WHAT YOU SHOULD DO
If a line in the data holds "failed", copy that line out in full.

DATA
● ● ● ● ● ● ●

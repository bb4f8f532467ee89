/// Domain-specific error types for kindred
///
/// Classifies failures by how the retrieval boundary must treat them:
/// invalid configuration fails fast, everything backend-shaped is caught
/// at the outermost retrieval call and folded into an empty result set.

#[derive(Debug, thiserror::Error)]
pub enum KindredError {
    /// Unrecognized mode token or malformed parameter. Fail fast, no retry.
    #[error("Invalid configuration: {0}")]
    InvalidConfiguration(String),

    /// Partition resolution failed and no fallback partition exists.
    /// Never fatal for a retrieval; the caller degrades to "no suggestions".
    #[error("Partition routing failed: {0}")]
    Routing(String),

    /// Transport or query failure talking to the search backend.
    #[error("Backend error: {0}")]
    Backend(String),

    /// Persistence sink rejected a write. Retrieval results are unaffected.
    #[error("Sink error: {0}")]
    Sink(String),

    /// Internal error (bugs, unexpected states).
    #[error("Internal error: {0}")]
    Internal(String),
}

impl From<crate::backend::BackendError> for KindredError {
    fn from(e: crate::backend::BackendError) -> Self {
        KindredError::Backend(e.to_string())
    }
}

impl From<crate::backend::routing::RoutingError> for KindredError {
    fn from(e: crate::backend::routing::RoutingError) -> Self {
        KindredError::Routing(e.to_string())
    }
}

impl KindredError {
    /// Helper for configuration errors with the offending key named.
    ///
    /// Example:
    /// ```
    /// use kindred::errors::KindredError;
    /// let err = KindredError::config("similarity.mode", "unknown mode token 'fuzzy'");
    /// assert!(err.to_string().contains("similarity.mode"));
    /// ```
    pub fn config(key: &str, message: &str) -> Self {
        KindredError::InvalidConfiguration(format!("{}: {}", key, message))
    }
}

● ● ● ● ● ● ●

ANSWER TO THIS EXERCISE
    /// Partition resolution failed and no fallback partition exists.
    #[error("Partition routing failed: {0}")]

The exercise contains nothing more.